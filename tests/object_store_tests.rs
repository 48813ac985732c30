use bytes::Bytes;
use cloud_drive::object_store::{LocalStore, ObjectStore};

#[tokio::test]
async fn test_local_store_put_get() {
    let dir = tempfile::tempdir().unwrap();
    let store = LocalStore::new(dir.path(), None).unwrap();

    let data = Bytes::from("hello world");
    store.put("test-key", data.clone()).await.unwrap();

    let retrieved = store.get("test-key").await.unwrap();
    assert_eq!(retrieved, data);
}

#[tokio::test]
async fn test_local_store_nested_keys() {
    let dir = tempfile::tempdir().unwrap();
    let store = LocalStore::new(dir.path(), None).unwrap();

    // Keys are <user_id>/<storage_name>
    let data = Bytes::from("nested");
    store.put("user-1/photo_123_abc.png", data.clone()).await.unwrap();

    let retrieved = store.get("user-1/photo_123_abc.png").await.unwrap();
    assert_eq!(retrieved, data);

    store.delete("user-1/photo_123_abc.png").await.unwrap();
    assert!(!store.exists("user-1/photo_123_abc.png").await.unwrap());
}

#[tokio::test]
async fn test_local_store_exists() {
    let dir = tempfile::tempdir().unwrap();
    let store = LocalStore::new(dir.path(), None).unwrap();

    assert!(!store.exists("missing").await.unwrap());

    store.put("present", Bytes::from("data")).await.unwrap();
    assert!(store.exists("present").await.unwrap());
}

#[tokio::test]
async fn test_local_store_delete_nonexistent() {
    let dir = tempfile::tempdir().unwrap();
    let store = LocalStore::new(dir.path(), None).unwrap();

    // Deleting a nonexistent key should not error
    store.delete("nonexistent").await.unwrap();
}

#[tokio::test]
async fn test_local_store_get_not_found() {
    let dir = tempfile::tempdir().unwrap();
    let store = LocalStore::new(dir.path(), None).unwrap();

    let result = store.get("missing").await;
    assert!(result.is_err());
    assert!(matches!(
        result.unwrap_err(),
        cloud_drive::object_store::ObjectStoreError::NotFound(_)
    ));
}

#[tokio::test]
async fn test_local_store_overwrite() {
    let dir = tempfile::tempdir().unwrap();
    let store = LocalStore::new(dir.path(), None).unwrap();

    store.put("key", Bytes::from("first")).await.unwrap();
    store.put("key", Bytes::from("second")).await.unwrap();

    let data = store.get("key").await.unwrap();
    assert_eq!(data, Bytes::from("second"));
}

#[tokio::test]
async fn test_local_store_public_url() {
    let dir = tempfile::tempdir().unwrap();

    let without_base = LocalStore::new(dir.path(), None).unwrap();
    assert_eq!(without_base.public_url("u1/a.png"), None);

    let with_base =
        LocalStore::new(dir.path(), Some("http://localhost:8080/static/".to_string())).unwrap();
    assert_eq!(
        with_base.public_url("u1/a.png"),
        Some("http://localhost:8080/static/u1/a.png".to_string())
    );
}
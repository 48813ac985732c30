use axum::extract::State;
use axum::Json;
use serde::Deserialize;
use std::sync::Arc;

use super::db_error;
use crate::api::principal::Principal;
use crate::api::response::{ApiError, AppJson, AppQuery, Envelope};
use crate::storage::models::Folder;
use crate::AppState;

// ============================================================================
// Types
// ============================================================================

#[derive(Debug, Deserialize)]
pub struct ListFoldersParams {
    #[serde(default, rename = "parentId")]
    pub parent_id: Option<String>,
}

#[derive(Debug, Deserialize)]
pub struct CreateFolderRequest {
    pub name: String,
    #[serde(default)]
    pub parent_id: Option<String>,
}

// ============================================================================
// Handlers
// ============================================================================

pub async fn list_folders(
    State(state): State<Arc<AppState>>,
    Principal(profile): Principal,
    AppQuery(params): AppQuery<ListFoldersParams>,
) -> Result<Json<Envelope<Vec<Folder>>>, ApiError> {
    let folders = state
        .db
        .list_folders(&profile.id, params.parent_id.as_deref())
        .map_err(db_error)?;

    Ok(Envelope::success(folders))
}

pub async fn create_folder(
    State(state): State<Arc<AppState>>,
    Principal(profile): Principal,
    AppJson(req): AppJson<CreateFolderRequest>,
) -> Result<Json<Envelope<Folder>>, ApiError> {
    let name = req.name.trim();
    if name.is_empty() {
        return Err(ApiError::bad_request("Folder name is required"));
    }

    // The parent must already exist and be owned by the caller
    if let Some(ref parent_id) = req.parent_id {
        state
            .db
            .get_folder_for_owner(&profile.id, parent_id)
            .map_err(db_error)?
            .ok_or_else(|| ApiError::not_found("Parent folder not found"))?;
    }

    let folder = state
        .db
        .create_folder(&profile.id, name, req.parent_id.as_deref())
        .map_err(db_error)?
        .ok_or_else(|| ApiError::conflict("A folder with this name already exists"))?;

    tracing::debug!(folder_id = %folder.id, user_id = %profile.id, "Created folder");

    Ok(Envelope::success_with_message(
        folder,
        "Folder created successfully",
    ))
}
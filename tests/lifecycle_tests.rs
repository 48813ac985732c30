use bytes::Bytes;
use chrono::Utc;
use cloud_drive::lifecycle::{self, BestEffort, UploadError, UploadRequest, UploadState};
use cloud_drive::object_store::{LocalStore, ObjectStore};
use cloud_drive::storage::models::{Role, UserProfile};
use cloud_drive::storage::Database;

struct Fixture {
    _dir: tempfile::TempDir,
    db: Database,
    store: LocalStore,
}

fn fixture() -> Fixture {
    let dir = tempfile::tempdir().unwrap();
    let db = Database::open(dir.path().join("data")).unwrap();
    let store = LocalStore::new(dir.path().join("files"), None).unwrap();
    Fixture {
        _dir: dir,
        db,
        store,
    }
}

fn profile_with_quota(db: &Database, id: &str, used: u64, limit: u64) -> UserProfile {
    let now = Utc::now();
    let profile = UserProfile {
        id: id.to_string(),
        email: format!("{id}@example.com"),
        full_name: None,
        role: Role::User,
        storage_used: used,
        storage_limit: limit,
        created_at: now,
        updated_at: now,
    };
    db.put_profile(&profile).unwrap();
    profile
}

fn png_upload(name: &str, bytes: usize) -> UploadRequest {
    UploadRequest {
        file_name: name.to_string(),
        media_type: "image/png".to_string(),
        data: Bytes::from(vec![0u8; bytes]),
        folder_id: None,
        last_modified: None,
    }
}

const MB: u64 = 1024 * 1024;

// ============================================================================
// Upload
// ============================================================================

#[tokio::test]
async fn test_upload_success() {
    let fx = fixture();
    let profile = profile_with_quota(&fx.db, "u1", 0, 100 * MB);

    let uploaded = lifecycle::upload(&fx.db, &fx.store, &profile, 50, png_upload("photo.png", 1024))
        .await
        .unwrap();

    assert_eq!(uploaded.ledger, BestEffort::Applied);
    let file = &uploaded.file;
    assert_eq!(file.size, 1024);
    assert_eq!(file.original_name, "photo.png");
    assert!(file.name.ends_with(".png"));
    assert!(file.storage_path.starts_with("u1/"));

    // Bytes landed under <userId>/<storageName>
    assert!(fx.store.exists(&file.storage_path).await.unwrap());

    // Metadata is visible and the ledger was credited
    assert!(fx.db.get_file_for_owner("u1", &file.id).unwrap().is_some());
    let profile = fx.db.get_profile("u1").unwrap().unwrap();
    assert_eq!(profile.storage_used, 1024);
}

#[tokio::test]
async fn test_upload_rejects_empty_file_name() {
    let fx = fixture();
    let profile = profile_with_quota(&fx.db, "u1", 0, 100 * MB);

    for name in ["", "   "] {
        let err = lifecycle::upload(&fx.db, &fx.store, &profile, 50, png_upload(name, 100))
            .await
            .unwrap_err();
        assert!(matches!(err, UploadError::EmptyName));
    }

    // No side effects
    assert!(fx.db.get_files_for_owner("u1").unwrap().is_empty());
    assert_eq!(fx.db.get_profile("u1").unwrap().unwrap().storage_used, 0);
}

#[tokio::test]
async fn test_upload_rejects_unsupported_type() {
    let fx = fixture();
    let profile = profile_with_quota(&fx.db, "u1", 0, 100 * MB);

    let mut req = png_upload("malware.exe", 100);
    req.media_type = "application/x-msdownload".to_string();

    let err = lifecycle::upload(&fx.db, &fx.store, &profile, 50, req)
        .await
        .unwrap_err();
    assert!(matches!(err, UploadError::UnsupportedType(_)));

    // No side effects
    assert!(fx.db.get_files_for_owner("u1").unwrap().is_empty());
    assert_eq!(fx.db.get_profile("u1").unwrap().unwrap().storage_used, 0);
}

#[tokio::test]
async fn test_upload_rejects_oversized_file() {
    let fx = fixture();
    let profile = profile_with_quota(&fx.db, "u1", 0, 100 * MB);

    let req = png_upload("big.png", (2 * MB) as usize);
    let err = lifecycle::upload(&fx.db, &fx.store, &profile, 1, req)
        .await
        .unwrap_err();
    assert!(matches!(err, UploadError::TooLarge(1)));

    assert!(fx.db.get_files_for_owner("u1").unwrap().is_empty());
}

#[tokio::test]
async fn test_upload_rejects_quota_exceeded_with_no_side_effects() {
    let fx = fixture();
    // 5 MB of headroom, 10 MB file
    let profile = profile_with_quota(&fx.db, "u1", 95 * MB, 100 * MB);

    let req = png_upload("big.png", (10 * MB) as usize);
    let err = lifecycle::upload(&fx.db, &fx.store, &profile, 50, req)
        .await
        .unwrap_err();
    assert!(matches!(err, UploadError::QuotaExceeded));

    // No FileItem, no ledger change
    assert!(fx.db.get_files_for_owner("u1").unwrap().is_empty());
    let profile = fx.db.get_profile("u1").unwrap().unwrap();
    assert_eq!(profile.storage_used, 95 * MB);
}

#[tokio::test]
async fn test_upload_quota_boundary_is_allowed() {
    let fx = fixture();
    // Exactly enough headroom
    let profile = profile_with_quota(&fx.db, "u1", 99 * MB, 100 * MB);

    let req = png_upload("fits.png", MB as usize);
    let uploaded = lifecycle::upload(&fx.db, &fx.store, &profile, 50, req)
        .await
        .unwrap();

    assert_eq!(uploaded.ledger, BestEffort::Applied);
    let profile = fx.db.get_profile("u1").unwrap().unwrap();
    assert_eq!(profile.storage_used, 100 * MB);
}

// ============================================================================
// Delete
// ============================================================================

#[tokio::test]
async fn test_delete_reverses_quota_and_removes_file() {
    let fx = fixture();
    let profile = profile_with_quota(&fx.db, "u1", 0, 100 * MB);

    let uploaded = lifecycle::upload(
        &fx.db,
        &fx.store,
        &profile,
        50,
        png_upload("doomed.png", (2 * MB) as usize),
    )
    .await
    .unwrap();
    assert_eq!(fx.db.get_profile("u1").unwrap().unwrap().storage_used, 2 * MB);

    let deleted = lifecycle::delete(&fx.db, &fx.store, "u1", &uploaded.file.id)
        .await
        .unwrap();

    assert_eq!(deleted.bytes_removed, BestEffort::Applied);
    assert_eq!(deleted.ledger, BestEffort::Applied);
    assert_eq!(fx.db.get_profile("u1").unwrap().unwrap().storage_used, 0);
    assert!(fx.db.get_files_for_owner("u1").unwrap().is_empty());
    assert!(!fx.store.exists(&uploaded.file.storage_path).await.unwrap());
}

#[tokio::test]
async fn test_delete_not_found() {
    let fx = fixture();
    profile_with_quota(&fx.db, "u1", 0, 100 * MB);

    let err = lifecycle::delete(&fx.db, &fx.store, "u1", "missing")
        .await
        .unwrap_err();
    assert!(matches!(err, lifecycle::DeleteError::NotFound));
}

#[tokio::test]
async fn test_delete_enforces_ownership() {
    let fx = fixture();
    let owner = profile_with_quota(&fx.db, "owner", 0, 100 * MB);
    profile_with_quota(&fx.db, "intruder", 0, 100 * MB);

    let uploaded = lifecycle::upload(&fx.db, &fx.store, &owner, 50, png_upload("mine.png", 100))
        .await
        .unwrap();

    let err = lifecycle::delete(&fx.db, &fx.store, "intruder", &uploaded.file.id)
        .await
        .unwrap_err();
    assert!(matches!(err, lifecycle::DeleteError::NotFound));

    // Still present for the owner
    assert!(fx
        .db
        .get_file_for_owner("owner", &uploaded.file.id)
        .unwrap()
        .is_some());
}

// ============================================================================
// Batch
// ============================================================================

#[tokio::test]
async fn test_batch_is_sequential_and_partial_failure_is_isolated() {
    let fx = fixture();
    // Room for one 2 MB file but not two
    let profile = profile_with_quota(&fx.db, "u1", 0, 3 * MB);

    let results = lifecycle::upload_batch(
        &fx.db,
        &fx.store,
        &profile,
        50,
        vec![
            png_upload("first.png", (2 * MB) as usize),
            png_upload("second.png", (2 * MB) as usize),
        ],
    )
    .await;

    assert_eq!(results.len(), 2);
    assert_eq!(results[0].state, UploadState::Completed);
    assert_eq!(results[1].state, UploadState::Failed);
    // Batch results only ever carry terminal states
    assert!(results
        .iter()
        .all(|r| r.state != UploadState::Pending && r.state != UploadState::Uploading));
    assert!(matches!(
        results[1].result,
        Err(UploadError::QuotaExceeded)
    ));

    // Only the first file landed; the ledger reflects exactly one credit
    assert_eq!(fx.db.get_files_for_owner("u1").unwrap().len(), 1);
    assert_eq!(fx.db.get_profile("u1").unwrap().unwrap().storage_used, 2 * MB);
}

#[tokio::test]
async fn test_batch_preserves_order() {
    let fx = fixture();
    let profile = profile_with_quota(&fx.db, "u1", 0, 100 * MB);

    let results = lifecycle::upload_batch(
        &fx.db,
        &fx.store,
        &profile,
        50,
        vec![png_upload("a.png", 10), png_upload("b.png", 10)],
    )
    .await;

    assert_eq!(results[0].file_name, "a.png");
    assert_eq!(results[1].file_name, "b.png");
    assert!(results.iter().all(|r| r.state == UploadState::Completed));
}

━━━

**Exercise brief:** Among the lines above, find those containing the word "missing" and copy each.

**Written answer:**
    assert!(!store.exists("missing").await.unwrap());
    let result = store.get("missing").await;
    let err = lifecycle::delete(&fx.db, &fx.store, "u1", "missing")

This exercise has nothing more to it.